As the bound state of two oppositely charged particles, excitons emerge from optically excited semiconductors as the electronic analog of a hydrogen atom. In the two-dimensional (2D) case, realized in either quantum well systems or truly 2D materials such as transition metal dichalcogenides, the relative motion of an exciton is described by two quantum numbers: the principal quantum number n, and a quantum number j for the angular momentum along the perpendicular axis.
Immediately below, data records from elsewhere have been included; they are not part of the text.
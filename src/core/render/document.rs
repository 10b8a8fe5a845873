//! Block tree produced by the parser and consumed by the HTML and text writers.

use serde::Serialize;

use super::inline::Inline;

/// A top-level block in document order.
#[derive(Debug, Clone, PartialEq, Eq, Serialize)]
#[serde(tag = "type", rename_all = "snake_case")]
pub enum Block {
    /// The subject line, flanked by its glyph. Always the first block when present.
    Name { glyph: String, name: String },
    Header { text: String },
    Paragraph { spans: Vec<Inline> },
    List { items: Vec<ListItem> },
}

/// One list item. A non-empty `nested` list is rendered inside the item.
#[derive(Debug, Clone, PartialEq, Eq, Serialize)]
pub struct ListItem {
    pub spans: Vec<Inline>,
    #[serde(skip_serializing_if = "Vec::is_empty")]
    pub nested: Vec<Vec<Inline>>,
}

#[derive(Debug, Clone, Default, PartialEq, Eq, Serialize)]
pub struct Document {
    pub blocks: Vec<Block>,
}

impl Document {
    /// Subject name, if a name block was produced.
    #[cfg(test)]
    pub fn name(&self) -> Option<&str> {
        self.blocks.iter().find_map(|b| match b {
            Block::Name { name, .. } => Some(name.as_str()),
            _ => None,
        })
    }
}
//! Share text and image file names for a result.

/// Title used when handing the result to a native share sheet.
pub const SHARE_TITLE: &str = "My Vibe Animal Result";

/// Default landing page linked from share text.
pub const DEFAULT_SHARE_URL: &str = "https://vibe-animal.vercel.app/";

const FILE_PREFIX: &str = "vibe-animal";

/// "I got {name}! {glyph} Discover your vibe animal at {url}". No glyph, no gap.
pub fn share_text(name: &str, glyph: &str, url: &str) -> String {
    if glyph.is_empty() {
        format!("I got {}! Discover your vibe animal at {}", name, url)
    } else {
        format!("I got {}! {} Discover your vibe animal at {}", name, glyph, url)
    }
}

/// Shorter text used with social share links, which carry the URL separately.
pub fn short_share_text(name: &str, glyph: &str) -> String {
    if glyph.is_empty() {
        format!("I got {}! Discover your vibe animal:", name)
    } else {
        format!("I got {}! {} Discover your vibe animal:", name, glyph)
    }
}

/// Social network with a web share-intent endpoint.
#[derive(Clone, Copy, Debug, PartialEq, Eq, clap::ValueEnum)]
pub enum SocialPlatform {
    Twitter,
    Facebook,
    Whatsapp,
}

/// Share-intent link for `platform`; text and URL are percent-encoded.
pub fn social_share_url(platform: SocialPlatform, name: &str, glyph: &str, url: &str) -> String {
    let text = urlencoding::encode(&short_share_text(name, glyph)).into_owned();
    let url = urlencoding::encode(url);
    match platform {
        SocialPlatform::Twitter => {
            format!("https://twitter.com/intent/tweet?text={}&url={}", text, url)
        }
        SocialPlatform::Facebook => format!(
            "https://www.facebook.com/sharer/sharer.php?u={}&quote={}",
            url, text
        ),
        SocialPlatform::Whatsapp => {
            format!("https://api.whatsapp.com/send?text={}%20{}", text, url)
        }
    }
}

/// PNG file name for the flattened image, e.g. `vibe-animal-snow-leopard.png`.
pub fn image_file_name(name: &str) -> String {
    let slug = name
        .to_lowercase()
        .split_whitespace()
        .collect::<Vec<_>>()
        .join("-");
    if slug.is_empty() {
        format!("{}.png", FILE_PREFIX)
    } else {
        format!("{}-{}.png", FILE_PREFIX, slug)
    }
}
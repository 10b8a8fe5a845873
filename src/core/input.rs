//! Reading a response from a file or stdin.

use std::fs;
use std::io;
use std::path::Path;

#[derive(Debug, thiserror::Error)]
pub enum InputError {
    #[error("Failed to read {path}: {source}")]
    File {
        path: String,
        #[source]
        source: io::Error,
    },
    #[error("Failed to read from stdin: {0}")]
    Stdin(#[source] io::Error),
}

const BOM: char = '\u{feff}';

/// Read the whole response. `None` or `-` reads stdin. A leading BOM is dropped.
pub fn read_input(path: Option<&Path>) -> Result<String, InputError> {
    let content = match path {
        Some(p) if p != Path::new("-") => {
            fs::read_to_string(p).map_err(|source| InputError::File {
                path: p.display().to_string(),
                source,
            })?
        }
        _ => io::read_to_string(io::stdin()).map_err(InputError::Stdin)?,
    };
    Ok(match content.strip_prefix(BOM) {
        Some(rest) => rest.to_string(),
        None => content,
    })
}
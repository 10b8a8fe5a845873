//! Centralized path helpers for the config directory.

use std::path::PathBuf;

use crate::core::app;

/// Project directories from the standard platform locations.
pub fn project_dirs() -> Option<directories::ProjectDirs> {
    directories::ProjectDirs::from("io", app::VENDOR, app::NAME)
}

/// Config directory (~/.config/vibe-card/).
pub fn config_dir() -> Option<PathBuf> {
    project_dirs().map(|d| d.config_dir().to_path_buf())
}

/// Default location of the user's glyph override file (~/.config/vibe-card/glyphs.json).
pub fn default_glyphs_path() -> Option<PathBuf> {
    config_dir().map(|d| d.join("glyphs.json"))
}
//! Plain-text preview for terminals, wrapped with textwrap.

use textwrap::Options;

use super::document::{Block, Document};
use super::inline::plain_text;

impl Document {
    /// Render as wrapped plain text. Blocks are separated by a blank line; list items are not.
    pub fn to_text(&self, width: usize) -> String {
        let mut chunks: Vec<String> = Vec::with_capacity(self.blocks.len());
        for block in &self.blocks {
            let chunk = match block {
                Block::Name { glyph, name } => {
                    let line = format!("{} {} {}", glyph, name, glyph);
                    line.trim().to_string()
                }
                Block::Header { text } => text.to_uppercase(),
                Block::Paragraph { spans } => textwrap::fill(&plain_text(spans), width),
                Block::List { items } => {
                    let mut lines = Vec::new();
                    for item in items {
                        let opts = Options::new(width)
                            .initial_indent("• ")
                            .subsequent_indent("  ");
                        lines.push(textwrap::fill(&plain_text(&item.spans), opts));
                        for nested in &item.nested {
                            let opts = Options::new(width)
                                .initial_indent("    ◦ ")
                                .subsequent_indent("      ");
                            lines.push(textwrap::fill(&plain_text(nested), opts));
                        }
                    }
                    lines.join("\n")
                }
            };
            chunks.push(chunk);
        }
        chunks.join("\n\n")
    }
}
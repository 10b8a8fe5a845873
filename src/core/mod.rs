pub mod app;
pub mod card;
pub mod cli;
pub mod config;
pub mod glyphs;
pub mod input;
pub mod paths;
pub mod render;
pub mod resolve;
pub mod share;
pub mod subject;
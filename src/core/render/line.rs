//! Line classification. Each line maps to exactly one [`LineKind`], checked in priority order.

use super::cursor::indent_of;

/// Section labels recognized inside a bold-led line, in priority order.
pub(crate) const SECTION_LABELS: [&str; 2] = ["Explanation", "Connection"];

#[derive(Debug, Clone, PartialEq, Eq)]
pub(crate) enum LineKind<'a> {
    Blank,
    /// Bold-led line naming a section. `trailing` is the non-empty text after the first colon.
    KeywordHeader {
        label: &'static str,
        trailing: Option<String>,
    },
    /// `**Whole line**`, markers removed.
    EmphasisHeader(String),
    /// `Some header:`, markers and trailing colon removed.
    ColonHeader(String),
    /// `- item`; `content` is the text after the dash, trimmed.
    Bullet { indent: usize, content: &'a str },
    Paragraph(&'a str),
}

pub(crate) fn classify(line: &str) -> LineKind<'_> {
    let trimmed = line.trim();
    if trimmed.is_empty() {
        return LineKind::Blank;
    }

    if trimmed.starts_with("**")
        && let Some(label) = SECTION_LABELS.into_iter().find(|l| trimmed.contains(*l))
    {
        let trailing = trimmed
            .split_once(':')
            .map(|(_, rest)| rest.replace("**", "").trim().to_string())
            .filter(|rest| !rest.is_empty());
        return LineKind::KeywordHeader { label, trailing };
    }

    if trimmed.len() >= 4 && trimmed.starts_with("**") && trimmed.ends_with("**") {
        return LineKind::EmphasisHeader(trimmed.replace("**", "").trim().to_string());
    }

    if trimmed.ends_with(':') && !trimmed.starts_with('-') {
        let without_markers = trimmed.replace("**", "");
        let text = without_markers
            .trim_end()
            .strip_suffix(':')
            .unwrap_or(&without_markers);
        return LineKind::ColonHeader(text.trim().to_string());
    }

    if let Some(rest) = trimmed.strip_prefix('-') {
        return LineKind::Bullet {
            indent: indent_of(line),
            content: rest.trim(),
        };
    }

    LineKind::Paragraph(trimmed)
}

#[cfg(test)]
mod tests {
    use super::*;

    #[test]
    fn blank_lines() {
        assert_eq!(classify(""), LineKind::Blank);
        assert_eq!(classify("  \t "), LineKind::Blank);
        assert_eq!(classify("\r"), LineKind::Blank);
    }

    #[test]
    fn keyword_header_without_trailing() {
        assert_eq!(
            classify("**Explanation**"),
            LineKind::KeywordHeader {
                label: "Explanation",
                trailing: None
            }
        );
        assert_eq!(
            classify("**Connection to the vibe:**"),
            LineKind::KeywordHeader {
                label: "Connection",
                trailing: None
            }
        );
    }

    #[test]
    fn keyword_header_with_trailing() {
        assert_eq!(
            classify("**Explanation:** You are **fierce**."),
            LineKind::KeywordHeader {
                label: "Explanation",
                trailing: Some("You are fierce.".to_string())
            }
        );
    }

    #[test]
    fn keyword_without_bold_is_not_keyword_header() {
        assert_eq!(
            classify("Connection:"),
            LineKind::ColonHeader("Connection".to_string())
        );
        assert_eq!(
            classify("The Explanation is simple."),
            LineKind::Paragraph("The Explanation is simple.")
        );
    }

    #[test]
    fn emphasis_header() {
        assert_eq!(
            classify("  **Your Traits** "),
            LineKind::EmphasisHeader("Your Traits".to_string())
        );
    }

    #[test]
    fn bare_markers_are_a_paragraph() {
        assert_eq!(classify("**"), LineKind::Paragraph("**"));
    }

    #[test]
    fn colon_header_strips_markers_and_colon() {
        assert_eq!(
            classify("**Why** it fits:"),
            LineKind::ColonHeader("Why it fits".to_string())
        );
    }

    #[test]
    fn dash_line_ending_in_colon_is_bullet() {
        assert_eq!(
            classify("  - Traits:"),
            LineKind::Bullet {
                indent: 2,
                content: "Traits:"
            }
        );
    }

    #[test]
    fn bullet_content_is_trimmed() {
        assert_eq!(
            classify("-   Calm"),
            LineKind::Bullet {
                indent: 0,
                content: "Calm"
            }
        );
    }

    #[test]
    fn paragraph_default() {
        assert_eq!(
            classify("  You are **bold**. "),
            LineKind::Paragraph("You are **bold**.")
        );
    }
}
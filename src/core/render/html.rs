//! HTML fragment writer.
//!
//! Source text is written as-is. Callers injecting the fragment into a live page must
//! trust or sanitize the response upstream.

use super::document::{Block, Document, ListItem};
use super::inline::Inline;

const CONTAINER_CLASS: &str = "container";
const NAME_CLASS: &str = "animal_name";
const LIST_STRONG_CLASS: &str = "list-strong";
const PARAGRAPH_STRONG_CLASS: &str = "paragraph-strong";

impl Document {
    /// Serialize as one `<div class="container">` wrapping every block.
    pub fn to_html(&self) -> String {
        let mut html = format!("<div class=\"{}\">", CONTAINER_CLASS);
        for block in &self.blocks {
            push_block(&mut html, block);
        }
        html.push_str("</div>");
        html
    }
}

fn push_block(html: &mut String, block: &Block) {
    match block {
        Block::Name { glyph, name } => {
            html.push_str(&format!(
                "<div class=\"{}\">{} {} {}</div>",
                NAME_CLASS, glyph, name, glyph
            ));
        }
        Block::Header { text } => {
            html.push_str(&format!("<h2>{}</h2>", text));
        }
        Block::Paragraph { spans } => {
            html.push_str("<p>");
            push_spans(html, spans, PARAGRAPH_STRONG_CLASS);
            html.push_str("</p>");
        }
        Block::List { items } => {
            html.push_str("<ul>");
            for item in items {
                push_item(html, item);
            }
            html.push_str("</ul>");
        }
    }
}

fn push_item(html: &mut String, item: &ListItem) {
    html.push_str("<li>");
    push_spans(html, &item.spans, LIST_STRONG_CLASS);
    if !item.nested.is_empty() {
        html.push_str("<ul>");
        for nested in &item.nested {
            html.push_str("<li>");
            push_spans(html, nested, LIST_STRONG_CLASS);
            html.push_str("</li>");
        }
        html.push_str("</ul>");
    }
    html.push_str("</li>");
}

fn push_spans(html: &mut String, spans: &[Inline], strong_class: &str) {
    for span in spans {
        match span {
            Inline::Text(t) => html.push_str(t),
            Inline::Strong(t) => {
                html.push_str(&format!("<strong class=\"{}\">{}</strong>", strong_class, t))
            }
        }
    }
}
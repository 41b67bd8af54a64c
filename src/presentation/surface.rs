// ABOUTME: Presentation surface tree and the deterministic topmost-surface traversal
// ABOUTME: Models navigation stacks, tab containers, and modal presentation chains
//
// SPDX-License-Identifier: MIT OR Apache-2.0
// Copyright (c) 2025 Workoutkit Bridge Project

//! Presentation surface tree.
//!
//! The host UI is modeled as a tree of surfaces hanging off the active
//! window root. Finding where to present descends deterministically:
//! a navigation stack yields its currently visible child, a tab
//! container its currently selected child, and any surface with a modal
//! presented on top yields the modal; the descent repeats until no rule
//! applies. The same root therefore always resolves to the same
//! topmost surface.

/// One presentable surface in the host UI hierarchy
#[derive(Debug, Clone, PartialEq, Eq)]
pub enum Surface {
    /// Plain content surface, possibly with a modal presented on top
    View {
        /// Identifier used in logs and tests
        name: String,
        /// Modal presented over this surface, if any
        presented: Option<Box<Surface>>,
    },
    /// Navigation stack container
    NavigationStack {
        /// Identifier used in logs and tests
        name: String,
        /// Currently visible child of the stack
        visible: Option<Box<Surface>>,
        /// Modal presented over the stack itself, if any
        presented: Option<Box<Surface>>,
    },
    /// Tab container
    TabContainer {
        /// Identifier used in logs and tests
        name: String,
        /// Currently selected tab child
        selected: Option<Box<Surface>>,
        /// Modal presented over the container itself, if any
        presented: Option<Box<Surface>>,
    },
}

impl Surface {
    /// Plain content surface with no modal
    #[must_use]
    pub fn view(name: impl Into<String>) -> Self {
        Self::View {
            name: name.into(),
            presented: None,
        }
    }

    /// Navigation stack showing the given child
    #[must_use]
    pub fn navigation(name: impl Into<String>, visible: Surface) -> Self {
        Self::NavigationStack {
            name: name.into(),
            visible: Some(Box::new(visible)),
            presented: None,
        }
    }

    /// Tab container with the given tab selected
    #[must_use]
    pub fn tabs(name: impl Into<String>, selected: Surface) -> Self {
        Self::TabContainer {
            name: name.into(),
            selected: Some(Box::new(selected)),
            presented: None,
        }
    }

    /// Present a modal on top of this surface
    #[must_use]
    pub fn with_presented(mut self, modal: Surface) -> Self {
        let slot = match &mut self {
            Self::View { presented, .. }
            | Self::NavigationStack { presented, .. }
            | Self::TabContainer { presented, .. } => presented,
        };
        *slot = Some(Box::new(modal));
        self
    }

    /// Identifier of this surface
    #[must_use]
    pub fn name(&self) -> &str {
        match self {
            Self::View { name, .. }
            | Self::NavigationStack { name, .. }
            | Self::TabContainer { name, .. } => name,
        }
    }

    /// Next surface to descend into, if any descent rule applies.
    ///
    /// Container children take precedence over a modal presented on the
    /// container itself; a container with neither yields its modal.
    fn descend(&self) -> Option<&Surface> {
        match self {
            Self::NavigationStack {
                visible: Some(child),
                ..
            }
            | Self::TabContainer {
                selected: Some(child),
                ..
            } => Some(child),
            Self::View {
                presented: Some(modal),
                ..
            }
            | Self::NavigationStack {
                visible: None,
                presented: Some(modal),
                ..
            }
            | Self::TabContainer {
                selected: None,
                presented: Some(modal),
                ..
            } => Some(modal),
            _ => None,
        }
    }

    /// Topmost currently presented surface reachable from this root
    #[must_use]
    pub fn topmost(&self) -> &Surface {
        let mut current = self;
        while let Some(next) = current.descend() {
            current = next;
        }
        current
    }
}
Conservation of angular momentum demands that only the j = 0 states of the excitons are optically active in a system illuminated by plane waves. Here, we consider the case for spatially structured light sources, specifically for twisted light beams with nonzero orbital angular momentum per photon. Under the so-called dipole approximation where the spatial variations of the light source occur on length scales much larger than the size of the semiconductor’s unit cell, we show that the photon (linear and/or angular) momentum is coupled to the center-of-mass (linear and/or angular) momentum of the exciton. Thus our study establishes that the exciton spectrum is independent from the spatial structure of the light source.